GOAL OF THE EXERCISE ->
Repeat the records below exactly, beginning at the first line and finishing with the line that contains "Simple pro-rata interest".

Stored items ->
________________

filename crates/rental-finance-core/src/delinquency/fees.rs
use chrono::NaiveDate;
use rust_decimal::Decimal;
use serde::{Deserialize, Serialize};
use std::time::Instant;

use crate::config::DelinquencyTerms;
use crate::dates::parse_date;
use crate::error::RentalFinanceError;
use crate::types::{round_money, with_metadata, ComputationOutput, Money, Rate};
use crate::RentalFinanceResult;

// ---------------------------------------------------------------------------
// Types
// ---------------------------------------------------------------------------

/// An overdue (or on-time) payment to assess.
#[derive(Debug, Clone, Serialize, Deserialize)]
pub struct DelinquencyInput {
    /// Amount originally billed
    pub original_amount: Money,
    /// ISO date the amount fell due
    pub due_date: String,
    /// ISO date of payment; today when omitted
    #[serde(default, skip_serializing_if = "Option::is_none")]
    pub paid_date: Option<String>,
}

/// Penalty and interest owed on a late payment.
#[derive(Debug, Clone, PartialEq, Serialize, Deserialize)]
pub struct DelinquencyOutput {
    pub original_amount: Money,
    /// Whole calendar days between due and paid dates, 0 when on time
    pub days_late: i64,
    /// One-off moratorium penalty
    pub penalty: Money,
    /// Simple pro-rata interest
    pub interest: Money,
    pub total_payable: Money,
    pub daily_interest_rate: Rate,
    pub due_date: NaiveDate,
    pub paid_date: NaiveDate,
}

// ---------------------------------------------------------------------------
// Public API
// ---------------------------------------------------------------------------

/// Assess late fees with the default terms, treating a missing paid date as
/// today's local calendar date.
pub fn calculate_delinquency_fee(
    input: &DelinquencyInput,
) -> RentalFinanceResult<ComputationOutput<DelinquencyOutput>> {
    calculate_delinquency_fee_with(input, &DelinquencyTerms::default())
}

/// Assess late fees with configured terms, defaulting the paid date to today.
pub fn calculate_delinquency_fee_with(
    input: &DelinquencyInput,
    terms: &DelinquencyTerms,
) -> RentalFinanceResult<ComputationOutput<DelinquencyOutput>> {
    let today = chrono::Local::now().date_naive();
    calculate_delinquency_fee_on(input, today, terms)
}

/// Assess late fees with explicit terms and an explicit "today".
///
/// Penalty, interest and total are each rounded to cents from the unrounded
/// figures, so the three returned values may differ from `original +
/// penalty + interest` by at most one cent.
pub fn calculate_delinquency_fee_on(
    input: &DelinquencyInput,
    today: NaiveDate,
    terms: &DelinquencyTerms,
) -> RentalFinanceResult<ComputationOutput<DelinquencyOutput>> {
    let start = Instant::now();
    let mut warnings: Vec<String> = Vec::new();

    terms.validate()?;
    if input.original_amount <= Decimal::ZERO {
        return Err(RentalFinanceError::invalid(
            "original_amount",
            "Original amount must be positive",
        ));
    }
    let due_date = parse_date("due_date", &input.due_date)?;
    let paid_date = match input.paid_date.as_deref() {
        Some(raw) => parse_date("paid_date", raw)?,
        None => today,
    };

    let days_late = (paid_date - due_date).num_days().max(0);
    let daily_interest_rate = terms.daily_interest_rate();

    let (penalty, interest) = if days_late == 0 {
        (Decimal::ZERO, Decimal::ZERO)
    } else {
        // rates are at most 1, so only the day count can overflow
        let penalty = input.original_amount * terms.penalty_rate;
        // original * monthly * days / days_per_month keeps the division last
        let interest = (input.original_amount * terms.monthly_interest_rate)
            .checked_mul(Decimal::from(days_late))
            .ok_or_else(|| RentalFinanceError::overflow("original_amount"))?
            / Decimal::from(terms.days_per_month);
        (penalty, interest)
    };
    let total_payable = input
        .original_amount
        .checked_add(penalty)
        .and_then(|sum| sum.checked_add(interest))
        .ok_or_else(|| RentalFinanceError::overflow("original_amount"))?;

    if days_late > 365 {
        warnings.push(format!(
            "Payment is {days_late} days late; simple interest may understate the amount due"
        ));
    }

    tracing::debug!(
        days_late,
        original = %input.original_amount,
        penalty = %penalty,
        interest = %interest,
        "delinquency fee assessed"
    );

    let output = DelinquencyOutput {
        original_amount: input.original_amount,
        days_late,
        penalty: round_money(penalty),
        interest: round_money(interest),
        total_payable: round_money(total_payable),
        daily_interest_rate,
        due_date,
        paid_date,
    };

    let elapsed = start.elapsed().as_micros() as u64;
    Ok(with_metadata(
        "Late Payment Penalty and Pro-Rata Interest",
        input,
        warnings,
        elapsed,
        output,
    ))
}

// ---------------------------------------------------------------------------
// Tests
// ---------------------------------------------------------------------------
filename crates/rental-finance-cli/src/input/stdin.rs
use serde_json::Value;
use std::io::{self, Read};

/// Read a JSON document piped on stdin.
/// Returns None when stdin is a TTY or carries nothing but whitespace.
pub fn read_stdin() -> Result<Option<Value>, Box<dyn std::error::Error>> {
    if atty::is(atty::Stream::Stdin) {
        return Ok(None);
    }

    let mut buffer = String::new();
    io::stdin().read_to_string(&mut buffer)?;
    parse_piped(&buffer)
}

fn parse_piped(buffer: &str) -> Result<Option<Value>, Box<dyn std::error::Error>> {
    let trimmed = buffer.trim();
    if trimmed.is_empty() {
        return Ok(None);
    }
    let value: Value = serde_json::from_str(trimmed)
        .map_err(|e| format!("Failed to parse JSON from stdin: {e}"))?;
    Ok(Some(value))
}

#[cfg(test)]
mod tests {
    use super::*;

    #[test]
    fn test_blank_input_is_none() {
        assert!(parse_piped("  \n").unwrap().is_none());
    }

    #[test]
    fn test_json_input_parsed() {
        let value = parse_piped(r#"{"units": []}"#).unwrap().unwrap();
        assert!(value["units"].is_array());
    }

    #[test]
    fn test_invalid_json_is_error() {
        assert!(parse_piped("{units").is_err());
    }
}
use std::fmt;
use tracing_subscriber::filter::ParseError;
use tracing_subscriber::EnvFilter;

#[derive(Debug)]
pub enum TelemetryError {
    EnvFilter { value: String, source: ParseError },
    Subscriber(Box<dyn std::error::Error + Send + Sync>),
}

impl fmt::Display for TelemetryError {
    fn fmt(&self, f: &mut fmt::Formatter<'_>) -> fmt::Result {
        match self {
            TelemetryError::EnvFilter { value, .. } => {
                write!(f, "invalid log filter '{value}'")
            }
            TelemetryError::Subscriber(err) => write!(f, "telemetry error: {err}"),
        }
    }
}

impl std::error::Error for TelemetryError {
    fn source(&self) -> Option<&(dyn std::error::Error + 'static)> {
        match self {
            TelemetryError::EnvFilter { source, .. } => Some(source),
            TelemetryError::Subscriber(err) => Some(&**err),
        }
    }
}

/// Level used when `RUST_LOG` is unset.
pub fn default_level(verbosity: u8) -> &'static str {
    match verbosity {
        0 => "warn",
        1 => "info",
        2 => "debug",
        _ => "trace",
    }
}

/// Install a compact stderr subscriber so stdout stays machine-readable.
pub fn init(verbosity: u8) -> Result<(), TelemetryError> {
    let level = default_level(verbosity);
    let env_filter = match EnvFilter::try_from_default_env() {
        Ok(filter) => filter,
        Err(_) => EnvFilter::try_new(level).map_err(|source| TelemetryError::EnvFilter {
            value: level.to_string(),
            source,
        })?,
    };

    tracing_subscriber::fmt()
        .with_env_filter(env_filter)
        .with_writer(std::io::stderr)
        .with_target(false)
        .compact()
        .try_init()
        .map_err(TelemetryError::Subscriber)
}
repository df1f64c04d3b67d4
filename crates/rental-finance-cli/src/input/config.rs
use rental_finance_core::EngineConfig;

use super::file;

/// Load the engine configuration from a TOML file, or fall back to defaults.
///
/// Sections missing from the file keep their default values. The merged
/// configuration is validated before any command runs.
pub fn load_config(path: Option<&str>) -> Result<EngineConfig, Box<dyn std::error::Error>> {
    let config = match path {
        Some(path) => {
            let config: EngineConfig = file::read_toml(path)?;
            tracing::info!(path, table = %config.tax_table.name, "engine configuration loaded");
            config
        }
        None => {
            tracing::debug!("no configuration file given; using defaults");
            EngineConfig::default()
        }
    };
    config.validate()?;
    Ok(config)
}

#[cfg(test)]
mod tests {
    use super::*;
    use rental_finance_core::config::ForecastPolicy;
    use rust_decimal_macros::dec;
    use std::io::Write;

    fn write_config(contents: &str) -> tempfile::NamedTempFile {
        let mut file = tempfile::NamedTempFile::new().unwrap();
        file.write_all(contents.as_bytes()).unwrap();
        file
    }

    #[test]
    fn test_defaults_without_path() {
        let config = load_config(None).unwrap();
        assert_eq!(config, EngineConfig::default());
    }

    #[test]
    fn test_partial_toml_overrides() {
        let file = write_config(
            r#"
vacancy_alert_threshold = 25

[delinquency]
penalty_rate = "0.02"

[forecast]
horizon = 6
policy = "legacy"
"#,
        );
        let config = load_config(file.path().to_str()).unwrap();
        assert_eq!(config.vacancy_alert_threshold, dec!(25));
        assert_eq!(config.delinquency.penalty_rate, dec!(0.02));
        assert_eq!(config.delinquency.monthly_interest_rate, dec!(0.01));
        assert_eq!(config.forecast.horizon, 6);
        assert_eq!(config.forecast.policy, ForecastPolicy::Legacy);
        assert_eq!(config.tax_table.brackets.len(), 5);
    }

    #[test]
    fn test_tax_table_from_toml() {
        let file = write_config(
            r#"
[tax_table]
name = "IRPF 2025"
dependent_deduction = "189.59"

[[tax_table.brackets]]
upper_bound = "2428.80"
rate = "0"

[[tax_table.brackets]]
rate = "0.275"
deduction = "667.92"
"#,
        );
        let config = load_config(file.path().to_str()).unwrap();
        assert_eq!(config.tax_table.name, "IRPF 2025");
        assert_eq!(config.tax_table.brackets.len(), 2);
        assert_eq!(config.tax_table.brackets[1].upper_bound, None);
        assert_eq!(config.tax_table.dependent_deduction, dec!(189.59));
    }

    #[test]
    fn test_invalid_table_rejected() {
        let file = write_config(
            r#"
[[tax_table.brackets]]
upper_bound = "1000"
rate = "0.1"
"#,
        );
        let err = load_config(file.path().to_str()).unwrap_err();
        assert!(err.to_string().contains("no upper bound"));
    }
}
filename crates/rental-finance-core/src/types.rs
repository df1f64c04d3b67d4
use rust_decimal::{Decimal, RoundingStrategy};
use serde::{Deserialize, Serialize};

use crate::error::RentalFinanceError;
use crate::RentalFinanceResult;

/// All monetary values. Wraps Decimal to prevent accidental f64 usage.
pub type Money = Decimal;

/// Rates expressed as decimals (0.05 = 5%). Never as percentages.
pub type Rate = Decimal;

/// Values already scaled to percent (25 = 25%).
pub type Percent = Decimal;

/// Standard computation output envelope
#[derive(Debug, Clone, Serialize, Deserialize)]
pub struct ComputationOutput<T: Serialize> {
    pub result: T,
    pub methodology: String,
    pub assumptions: serde_json::Value,
    pub warnings: Vec<String>,
    pub metadata: ComputationMetadata,
}

/// Metadata for every computation
#[derive(Debug, Clone, Serialize, Deserialize)]
pub struct ComputationMetadata {
    pub version: String,
    pub computation_time_us: u64,
    pub precision: String,
}

/// Helper to wrap computation results with metadata
pub fn with_metadata<T: Serialize>(
    methodology: &str,
    assumptions: &impl Serialize,
    warnings: Vec<String>,
    elapsed_us: u64,
    result: T,
) -> ComputationOutput<T> {
    for warning in &warnings {
        tracing::warn!(methodology, "{warning}");
    }

    ComputationOutput {
        result,
        methodology: methodology.to_string(),
        assumptions: serde_json::to_value(assumptions).unwrap_or_default(),
        warnings,
        metadata: ComputationMetadata {
            version: env!("CARGO_PKG_VERSION").to_string(),
            computation_time_us: elapsed_us,
            precision: "rust_decimal_128bit".to_string(),
        },
    }
}

/// Sum amounts, rejecting a total that does not fit in a `Decimal`.
pub fn checked_sum(
    amounts: impl IntoIterator<Item = Money>,
    field: &str,
) -> RentalFinanceResult<Money> {
    amounts
        .into_iter()
        .try_fold(Decimal::ZERO, |acc, amount| acc.checked_add(amount))
        .ok_or_else(|| RentalFinanceError::overflow(field))
}

/// Round a monetary amount to cents, half away from zero.
pub fn round_money(value: Money) -> Money {
    value.round_dp_with_strategy(2, RoundingStrategy::MidpointAwayFromZero)
}

/// Round a percentage to a whole number, half away from zero.
pub fn round_whole(value: Decimal) -> Decimal {
    value.round_dp_with_strategy(0, RoundingStrategy::MidpointAwayFromZero)
}

#[cfg(test)]
mod tests {
    use super::*;
    use rust_decimal_macros::dec;

    #[test]
    fn test_round_money_half_away_from_zero() {
        assert_eq!(round_money(dec!(3.335)), dec!(3.34));
        assert_eq!(round_money(dec!(3.3333)), dec!(3.33));
        assert_eq!(round_money(dec!(-1.005)), dec!(-1.01));
    }

    #[test]
    fn test_round_whole() {
        assert_eq!(round_whole(dec!(24.5)), dec!(25));
        assert_eq!(round_whole(dec!(33.333)), dec!(33));
    }
}
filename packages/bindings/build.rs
extern crate napi_build;

fn main() {
    napi_build::setup();
}
use napi::Result as NapiResult;
use napi_derive::napi;
use serde::Serialize;

use rental_finance_core::apportionment::split::{self, ApportionmentInput};
use rental_finance_core::cash_flow::projection::{self, CashFlowProjectionInput};
use rental_finance_core::delinquency::fees::{self, DelinquencyInput};
use rental_finance_core::occupancy::vacancy::{self, PortfolioInput};
use rental_finance_core::occupancy::yields;
use rental_finance_core::tax::liability::{self, TaxLiabilityInput};
use rental_finance_core::EngineConfig;

/// Convert any Display error into a napi::Error.
fn to_napi_error(e: impl std::fmt::Display) -> napi::Error {
    napi::Error::from_reason(e.to_string())
}

fn parse<T: serde::de::DeserializeOwned>(json: &str) -> NapiResult<T> {
    serde_json::from_str(json).map_err(to_napi_error)
}

/// Engine configuration as JSON, or the defaults when absent.
fn engine_config(config_json: Option<String>) -> NapiResult<EngineConfig> {
    let config: EngineConfig = match config_json {
        Some(json) => parse(&json)?,
        None => EngineConfig::default(),
    };
    config.validate().map_err(to_napi_error)?;
    Ok(config)
}

fn to_json(output: &impl Serialize) -> NapiResult<String> {
    serde_json::to_string(output).map_err(to_napi_error)
}

// ---------------------------------------------------------------------------
// Tax
// ---------------------------------------------------------------------------

#[napi]
pub fn calculate_tax_liability(
    input_json: String,
    config_json: Option<String>,
) -> NapiResult<String> {
    let input: TaxLiabilityInput = parse(&input_json)?;
    let config = engine_config(config_json)?;
    let output =
        liability::calculate_tax_liability_with(&input, &config.tax_table).map_err(to_napi_error)?;
    to_json(&output)
}

#[napi]
pub fn calculate_monthly_tax_liabilities(
    input_json: String,
    config_json: Option<String>,
) -> NapiResult<String> {
    let input: TaxLiabilityInput = parse(&input_json)?;
    let config = engine_config(config_json)?;
    let output = liability::calculate_monthly_tax_liabilities(&input, &config.tax_table)
        .map_err(to_napi_error)?;
    to_json(&output)
}

// ---------------------------------------------------------------------------
// Billing
// ---------------------------------------------------------------------------

#[napi]
pub fn calculate_delinquency_fee(
    input_json: String,
    config_json: Option<String>,
) -> NapiResult<String> {
    let input: DelinquencyInput = parse(&input_json)?;
    let config = engine_config(config_json)?;
    let output =
        fees::calculate_delinquency_fee_with(&input, &config.delinquency).map_err(to_napi_error)?;
    to_json(&output)
}

#[napi]
pub fn apportion_expense(input_json: String) -> NapiResult<String> {
    let input: ApportionmentInput = parse(&input_json)?;
    let output = split::apportion_expense(&input).map_err(to_napi_error)?;
    to_json(&output)
}

// ---------------------------------------------------------------------------
// Portfolio
// ---------------------------------------------------------------------------

#[napi]
pub fn vacancy_metrics(input_json: String, config_json: Option<String>) -> NapiResult<String> {
    let input: PortfolioInput = parse(&input_json)?;
    let config = engine_config(config_json)?;
    let output = vacancy::vacancy_metrics_with(&input, config.vacancy_alert_threshold)
        .map_err(to_napi_error)?;
    to_json(&output)
}

#[napi]
pub fn portfolio_yield(input_json: String) -> NapiResult<String> {
    let input: PortfolioInput = parse(&input_json)?;
    let output = yields::portfolio_yield(&input).map_err(to_napi_error)?;
    to_json(&output)
}

#[napi]
pub fn project_cash_flow(input_json: String, config_json: Option<String>) -> NapiResult<String> {
    let input: CashFlowProjectionInput = parse(&input_json)?;
    let config = engine_config(config_json)?;
    let output =
        projection::project_cash_flow_with(&input, &config.forecast).map_err(to_napi_error)?;
    to_json(&output)
}
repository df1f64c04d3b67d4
use rust_decimal::Decimal;
use serde::{Deserialize, Serialize};
use std::collections::BTreeMap;
use std::time::Instant;

use crate::config::TaxTable;
use crate::dates::{parse_date, Period};
use crate::entities::RentalReceipt;
use crate::error::RentalFinanceError;
use crate::types::{round_money, with_metadata, ComputationOutput, Money, Rate};
use crate::RentalFinanceResult;

// ---------------------------------------------------------------------------
// Types
// ---------------------------------------------------------------------------

/// Receipts for a single tax period. The caller decides the grouping.
#[derive(Debug, Clone, Serialize, Deserialize)]
pub struct TaxLiabilityInput {
    #[serde(default)]
    pub receipts: Vec<RentalReceipt>,
}

/// Tax owed on one period's taxable base.
#[derive(Debug, Clone, PartialEq, Serialize, Deserialize)]
pub struct TaxLiabilityOutput {
    /// Sum of gross receipts
    pub gross_income: Money,
    /// Deductions actually applied (capped at each receipt's gross)
    pub total_deductions: Money,
    /// Net taxable income, never negative
    pub taxable_base: Money,
    /// Marginal rate of the matched bracket
    pub rate: Rate,
    /// Subtraction constant of the matched bracket
    pub bracket_deduction: Money,
    /// max(0, base * rate - deduction), rounded to cents
    pub tax_owed: Money,
    /// "Isento" or the marginal rate as a percentage
    pub bracket_label: String,
    /// tax_owed / taxable_base (0 when base is 0)
    pub effective_rate: Rate,
    pub receipt_count: usize,
}

/// Liability for one calendar month.
#[derive(Debug, Clone, Serialize, Deserialize)]
pub struct MonthlyTaxLiability {
    pub period: Period,
    pub liability: TaxLiabilityOutput,
}

/// Per-month liabilities in chronological order.
#[derive(Debug, Clone, Serialize, Deserialize)]
pub struct MonthlyTaxOutput {
    pub months: Vec<MonthlyTaxLiability>,
    pub total_taxable_base: Money,
    pub total_tax_owed: Money,
}

// ---------------------------------------------------------------------------
// Public API
// ---------------------------------------------------------------------------

/// Compute the period's tax liability using the default bracket table.
pub fn calculate_tax_liability(
    input: &TaxLiabilityInput,
) -> RentalFinanceResult<ComputationOutput<TaxLiabilityOutput>> {
    calculate_tax_liability_with(input, &TaxTable::default())
}

/// Compute the period's tax liability against a configured bracket table.
///
/// Each receipt is netted against its owner-paid deductions and floored at
/// zero before the receipts are summed, so an expensive month on one
/// property never offsets income from another.
pub fn calculate_tax_liability_with(
    input: &TaxLiabilityInput,
    table: &TaxTable,
) -> RentalFinanceResult<ComputationOutput<TaxLiabilityOutput>> {
    let start = Instant::now();
    let mut warnings: Vec<String> = Vec::new();

    table.validate()?;
    for (i, receipt) in input.receipts.iter().enumerate() {
        validate_receipt(i, receipt)?;
    }

    let receipts: Vec<&RentalReceipt> = input.receipts.iter().collect();
    let output = assess(&receipts, table, &mut warnings)?;

    tracing::debug!(
        receipts = output.receipt_count,
        taxable_base = %output.taxable_base,
        tax_owed = %output.tax_owed,
        bracket = %output.bracket_label,
        "tax liability computed"
    );

    let elapsed = start.elapsed().as_micros() as u64;
    Ok(with_metadata(
        &format!("Progressive Rental Income Tax ({})", table.name),
        input,
        warnings,
        elapsed,
        output,
    ))
}

/// Group receipts by calendar month and assess each month separately.
pub fn calculate_monthly_tax_liabilities(
    input: &TaxLiabilityInput,
    table: &TaxTable,
) -> RentalFinanceResult<ComputationOutput<MonthlyTaxOutput>> {
    let start = Instant::now();
    let mut warnings: Vec<String> = Vec::new();

    table.validate()?;

    let mut by_month: BTreeMap<Period, Vec<&RentalReceipt>> = BTreeMap::new();
    for (i, receipt) in input.receipts.iter().enumerate() {
        let date = validate_receipt(i, receipt)?;
        by_month.entry(Period::of(date)).or_default().push(receipt);
    }

    let mut months = Vec::with_capacity(by_month.len());
    let mut total_taxable_base = Decimal::ZERO;
    let mut total_tax_owed = Decimal::ZERO;
    for (period, receipts) in by_month {
        let mut month_warnings = Vec::new();
        let liability = assess(&receipts, table, &mut month_warnings)?;
        warnings.extend(month_warnings.into_iter().map(|w| format!("{period}: {w}")));
        total_taxable_base = total_taxable_base
            .checked_add(liability.taxable_base)
            .ok_or_else(|| RentalFinanceError::overflow("receipts.gross_amount"))?;
        // tax owed never exceeds the taxable base
        total_tax_owed += liability.tax_owed;
        months.push(MonthlyTaxLiability { period, liability });
    }

    tracing::debug!(
        months = months.len(),
        total_tax_owed = %total_tax_owed,
        "monthly tax liabilities computed"
    );

    let output = MonthlyTaxOutput {
        months,
        total_taxable_base,
        total_tax_owed,
    };

    let elapsed = start.elapsed().as_micros() as u64;
    Ok(with_metadata(
        &format!("Monthly Rental Income Tax ({})", table.name),
        input,
        warnings,
        elapsed,
        output,
    ))
}

// ---------------------------------------------------------------------------
// Validation
// ---------------------------------------------------------------------------

fn validate_receipt(
    index: usize,
    receipt: &RentalReceipt,
) -> RentalFinanceResult<chrono::NaiveDate> {
    let date = parse_date(
        &format!("receipts[{index}].receipt_date"),
        &receipt.receipt_date,
    )?;

    if receipt.gross_amount < Decimal::ZERO {
        return Err(RentalFinanceError::invalid(
            format!("receipts[{index}].gross_amount"),
            "Gross amount must not be negative",
        ));
    }

    let d = &receipt.deductions;
    for (name, value) in [
        ("property_tax", d.property_tax),
        ("condo_fee", d.condo_fee),
        ("management_fee", d.management_fee),
    ] {
        if value < Decimal::ZERO {
            return Err(RentalFinanceError::invalid(
                format!("receipts[{index}].deductions.{name}"),
                "Deductions must not be negative",
            ));
        }
    }

    Ok(date)
}

// ---------------------------------------------------------------------------
// Assessment
// ---------------------------------------------------------------------------

fn assess(
    receipts: &[&RentalReceipt],
    table: &TaxTable,
    warnings: &mut Vec<String>,
) -> RentalFinanceResult<TaxLiabilityOutput> {
    let mut gross_income = Decimal::ZERO;
    let mut total_deductions = Decimal::ZERO;
    let mut taxable_base = Decimal::ZERO;

    for receipt in receipts {
        let deductions = receipt
            .deductions
            .total()
            .ok_or_else(|| RentalFinanceError::overflow("receipts.deductions"))?;
        let net = (receipt.gross_amount - deductions).max(Decimal::ZERO);
        if deductions > receipt.gross_amount {
            warnings.push(format!(
                "Receipt of {} on {} has deductions of {}; net floored at zero",
                receipt.gross_amount, receipt.receipt_date, deductions
            ));
        }
        // the other two sums are bounded by gross_income
        gross_income = gross_income
            .checked_add(receipt.gross_amount)
            .ok_or_else(|| RentalFinanceError::overflow("receipts.gross_amount"))?;
        total_deductions += receipt.gross_amount - net;
        taxable_base += net;
    }

    // Dependents belong to the taxpayer, so the largest declared count wins.
    if !table.dependent_deduction.is_zero() {
        let dependents = receipts
            .iter()
            .filter_map(|r| r.dependents)
            .max()
            .unwrap_or(0);
        let allowance = table
            .dependent_deduction
            .checked_mul(Decimal::from(dependents))
            .ok_or_else(|| RentalFinanceError::overflow("receipts.dependents"))?;
        let applied = allowance.min(taxable_base);
        total_deductions += applied;
        taxable_base -= applied;
    }

    let bracket = table.bracket_for(taxable_base)?;
    let tax_owed =
        round_money((taxable_base * bracket.rate - bracket.deduction).max(Decimal::ZERO));
    let effective_rate = if taxable_base.is_zero() {
        Decimal::ZERO
    } else {
        tax_owed / taxable_base
    };

    Ok(TaxLiabilityOutput {
        gross_income,
        total_deductions,
        taxable_base,
        rate: bracket.rate,
        bracket_deduction: bracket.deduction,
        tax_owed,
        bracket_label: bracket.label(),
        effective_rate,
        receipt_count: receipts.len(),
    })
}

// ---------------------------------------------------------------------------
// Tests
// ---------------------------------------------------------------------------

________________

RESULT OF THE EXERCISE ->
filename crates/rental-finance-core/src/delinquency/fees.rs
use chrono::NaiveDate;
use rust_decimal::Decimal;
use serde::{Deserialize, Serialize};
use std::time::Instant;

use crate::config::DelinquencyTerms;
use crate::dates::parse_date;
use crate::error::RentalFinanceError;
use crate::types::{round_money, with_metadata, ComputationOutput, Money, Rate};
use crate::RentalFinanceResult;

// ---------------------------------------------------------------------------
// Types
// ---------------------------------------------------------------------------

/// An overdue (or on-time) payment to assess.
#[derive(Debug, Clone, Serialize, Deserialize)]
pub struct DelinquencyInput {
    /// Amount originally billed
    pub original_amount: Money,
    /// ISO date the amount fell due
    pub due_date: String,
    /// ISO date of payment; today when omitted
    #[serde(default, skip_serializing_if = "Option::is_none")]
    pub paid_date: Option<String>,
}

/// Penalty and interest owed on a late payment.
#[derive(Debug, Clone, PartialEq, Serialize, Deserialize)]
pub struct DelinquencyOutput {
    pub original_amount: Money,
    /// Whole calendar days between due and paid dates, 0 when on time
    pub days_late: i64,
    /// One-off moratorium penalty
    pub penalty: Money,
    /// Simple pro-rata interest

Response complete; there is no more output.